Dataset entries
#####

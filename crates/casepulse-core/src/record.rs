//! Case records returned by the registry backends.
//!
//! Every backend produces the same base shape ([`CaseDetails`]); the Bombay
//! High Court extends it with remarks and tagged-along matters, and the Delhi
//! High Court's case-status path returns a structurally different record.
//! [`CaseRecord`] is the tagged union consumers switch on.
//!
//! Records are written with a `kind` discriminant. Records without one
//! (scraper output, snapshots saved before the discriminant existed) are
//! classified by their fields: `listing_info` marks a Delhi status record,
//! `with_cases`, `remarks` or `court_time` a Bombay cause-list entry, and
//! anything else is a base case.
//!
//! Dates are kept in each backend's native string format and are never
//! normalised on output.

use std::fmt;
use std::str::FromStr;

use serde::{Deserialize, Deserializer, Serialize};

use crate::criteria::CoreError;

/// A record registry reachable through its own backend adapter.
#[derive(Debug, Clone, Copy, PartialEq, Eq, PartialOrd, Ord, Hash, Serialize)]
#[serde(rename_all = "lowercase")]
pub enum Court {
    Supreme,
    Delhi,
    Bombay,
    Nclat,
    Cerc,
}

impl Court {
    /// All courts in registration order. Fan-in output follows this order.
    pub const ALL: [Court; 5] = [
        Court::Supreme,
        Court::Delhi,
        Court::Bombay,
        Court::Nclat,
        Court::Cerc,
    ];

    /// Whether the court takes part in a `court = "all"` search.
    ///
    /// The tribunal and the commission are only reachable when selected alone.
    pub fn in_all(self) -> bool {
        matches!(self, Court::Supreme | Court::Delhi | Court::Bombay)
    }

    pub fn as_str(self) -> &'static str {
        match self {
            Court::Supreme => "supreme",
            Court::Delhi => "delhi",
            Court::Bombay => "bombay",
            Court::Nclat => "nclat",
            Court::Cerc => "cerc",
        }
    }
}

impl fmt::Display for Court {
    fn fmt(&self, f: &mut fmt::Formatter<'_>) -> fmt::Result {
        f.write_str(self.as_str())
    }
}

impl FromStr for Court {
    type Err = CoreError;

    fn from_str(s: &str) -> Result<Self, Self::Err> {
        match s.trim().to_ascii_lowercase().as_str() {
            "supreme" => Ok(Court::Supreme),
            "delhi" => Ok(Court::Delhi),
            "bombay" => Ok(Court::Bombay),
            "nclat" => Ok(Court::Nclat),
            "cerc" => Ok(Court::Cerc),
            _ => Err(CoreError::UnknownCourt(s.to_string())),
        }
    }
}

impl<'de> Deserialize<'de> for Court {
    fn deserialize<D: Deserializer<'de>>(deserializer: D) -> Result<Self, D::Error> {
        let s = String::deserialize(deserializer)?;
        s.parse().map_err(serde::de::Error::custom)
    }
}

/// Base fields shared by every search result.
#[derive(Debug, Clone, PartialEq, Eq, Hash, Serialize, Deserialize)]
pub struct CaseDetails {
    /// Jurisdiction-local identifier; not unique across courts.
    pub case_number: String,
    pub petitioner: String,
    pub respondent: String,
    pub advocates: String,
    pub court: Court,
    #[serde(default, skip_serializing_if = "Option::is_none")]
    pub judge: Option<String>,
    #[serde(default, skip_serializing_if = "Option::is_none")]
    pub court_no: Option<String>,
    /// Backend-native date string.
    #[serde(default, skip_serializing_if = "Option::is_none")]
    pub date: Option<String>,
}

impl CaseDetails {
    pub fn new(court: Court, case_number: impl Into<String>) -> Self {
        Self {
            case_number: case_number.into(),
            petitioner: String::new(),
            respondent: String::new(),
            advocates: String::new(),
            court,
            judge: None,
            court_no: None,
            date: None,
        }
    }

    pub fn with_parties(
        mut self,
        petitioner: impl Into<String>,
        respondent: impl Into<String>,
    ) -> Self {
        self.petitioner = petitioner.into();
        self.respondent = respondent.into();
        self
    }

    pub fn with_date(mut self, date: impl Into<String>) -> Self {
        self.date = Some(date.into());
        self
    }
}

/// A linked matter listed alongside a Bombay High Court case.
///
/// References the other case by number only; it may not be resolvable.
#[derive(Debug, Clone, PartialEq, Eq, Hash, Serialize, Deserialize)]
pub struct WithCase {
    pub case_number: String,
    pub details: String,
}

/// Bombay High Court cause-list entry.
#[derive(Debug, Clone, PartialEq, Eq, Hash, Serialize, Deserialize)]
pub struct BombayCase {
    #[serde(flatten)]
    pub case: CaseDetails,
    #[serde(default, skip_serializing_if = "Option::is_none")]
    pub remarks: Option<String>,
    #[serde(default, skip_serializing_if = "Option::is_none")]
    pub court_time: Option<String>,
    /// Ordered as listed upstream.
    #[serde(default)]
    pub with_cases: Vec<WithCase>,
}

/// Delhi High Court case-status record.
///
/// Not an extension of [`CaseDetails`]: listing and link fields replace the
/// date and judge.
#[derive(Debug, Clone, PartialEq, Eq, Hash, Serialize, Deserialize)]
pub struct DelhiStatus {
    pub case_number: String,
    #[serde(default, skip_serializing_if = "Option::is_none")]
    pub status: Option<String>,
    pub petitioner: String,
    pub respondent: String,
    pub advocates: String,
    pub listing_info: String,
    pub court: Court,
    #[serde(default, skip_serializing_if = "Option::is_none")]
    pub court_no: Option<String>,
    #[serde(default, skip_serializing_if = "Option::is_none")]
    pub order_link: Option<String>,
    #[serde(default, skip_serializing_if = "Option::is_none")]
    pub judgment_link: Option<String>,
}

/// Any record a backend can return.
///
/// Equality is structural: two records are equal only if every field matches.
#[derive(Debug, Clone, PartialEq, Eq, Hash, Serialize)]
#[serde(tag = "kind", rename_all = "snake_case")]
pub enum CaseRecord {
    Case(CaseDetails),
    Bombay(BombayCase),
    DelhiStatus(DelhiStatus),
}

impl<'de> Deserialize<'de> for CaseRecord {
    fn deserialize<D: Deserializer<'de>>(deserializer: D) -> Result<Self, D::Error> {
        Ok(match WireRecord::deserialize(deserializer)? {
            WireRecord::Tagged(TaggedRecord::Case(c)) => CaseRecord::Case(c),
            WireRecord::Tagged(TaggedRecord::Bombay(b)) => CaseRecord::Bombay(b),
            WireRecord::Tagged(TaggedRecord::DelhiStatus(d)) => CaseRecord::DelhiStatus(d),
            WireRecord::Bare(bare) => bare.into(),
        })
    }
}

#[derive(Deserialize)]
#[serde(untagged)]
enum WireRecord {
    Tagged(TaggedRecord),
    Bare(BareRecord),
}

#[derive(Deserialize)]
#[serde(tag = "kind", rename_all = "snake_case")]
enum TaggedRecord {
    Case(CaseDetails),
    Bombay(BombayCase),
    DelhiStatus(DelhiStatus),
}

/// Union of every record's fields, for input without a `kind`.
/// Nulls are accepted wherever upstream may send them.
#[derive(Deserialize)]
struct BareRecord {
    case_number: String,
    court: Court,
    petitioner: Option<String>,
    respondent: Option<String>,
    advocates: Option<String>,
    judge: Option<String>,
    court_no: Option<String>,
    date: Option<String>,
    remarks: Option<String>,
    court_time: Option<String>,
    with_cases: Option<Vec<WithCase>>,
    status: Option<String>,
    listing_info: Option<String>,
    order_link: Option<String>,
    judgment_link: Option<String>,
}

impl From<BareRecord> for CaseRecord {
    fn from(r: BareRecord) -> Self {
        let petitioner = r.petitioner.unwrap_or_default();
        let respondent = r.respondent.unwrap_or_default();
        let advocates = r.advocates.unwrap_or_default();

        if let Some(listing_info) = r.listing_info {
            return CaseRecord::DelhiStatus(DelhiStatus {
                case_number: r.case_number,
                status: r.status,
                petitioner,
                respondent,
                advocates,
                listing_info,
                court: r.court,
                court_no: r.court_no,
                order_link: r.order_link,
                judgment_link: r.judgment_link,
            });
        }

        let case = CaseDetails {
            case_number: r.case_number,
            petitioner,
            respondent,
            advocates,
            court: r.court,
            judge: r.judge,
            court_no: r.court_no,
            date: r.date,
        };
        if r.with_cases.is_some() || r.remarks.is_some() || r.court_time.is_some() {
            CaseRecord::Bombay(BombayCase {
                case,
                remarks: r.remarks,
                court_time: r.court_time,
                with_cases: r.with_cases.unwrap_or_default(),
            })
        } else {
            CaseRecord::Case(case)
        }
    }
}

impl CaseRecord {
    pub fn case_number(&self) -> &str {
        match self {
            CaseRecord::Case(c) => &c.case_number,
            CaseRecord::Bombay(b) => &b.case.case_number,
            CaseRecord::DelhiStatus(d) => &d.case_number,
        }
    }

    pub fn court(&self) -> Court {
        match self {
            CaseRecord::Case(c) => c.court,
            CaseRecord::Bombay(b) => b.case.court,
            CaseRecord::DelhiStatus(d) => d.court,
        }
    }

    pub fn petitioner(&self) -> &str {
        match self {
            CaseRecord::Case(c) => &c.petitioner,
            CaseRecord::Bombay(b) => &b.case.petitioner,
            CaseRecord::DelhiStatus(d) => &d.petitioner,
        }
    }

    pub fn respondent(&self) -> &str {
        match self {
            CaseRecord::Case(c) => &c.respondent,
            CaseRecord::Bombay(b) => &b.case.respondent,
            CaseRecord::DelhiStatus(d) => &d.respondent,
        }
    }

    /// Identity key used by identity-keyed diffing: `(court, case_number)`.
    pub fn identity(&self) -> (Court, &str) {
        (self.court(), self.case_number())
    }
}

impl From<CaseDetails> for CaseRecord {
    fn from(c: CaseDetails) -> Self {
        CaseRecord::Case(c)
    }
}

impl From<BombayCase> for CaseRecord {
    fn from(b: BombayCase) -> Self {
        CaseRecord::Bombay(b)
    }
}

impl From<DelhiStatus> for CaseRecord {
    fn from(d: DelhiStatus) -> Self {
        CaseRecord::DelhiStatus(d)
    }
}

/// The complete result set last observed for a monitor key.
///
/// Always the latest full scrape, never an accumulated history.
pub type Snapshot = Vec<CaseRecord>;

#####

§ **Required action**
Exactly as written, please transcribe the lines from the start of the records above to the line that holds "and the Delhi", both ends included.

§ **Completed task**
filename crates/casepulse-core/src/record.rs
//! Case records returned by the registry backends.
//!
//! Every backend produces the same base shape ([`CaseDetails`]); the Bombay
//! High Court extends it with remarks and tagged-along matters, and the Delhi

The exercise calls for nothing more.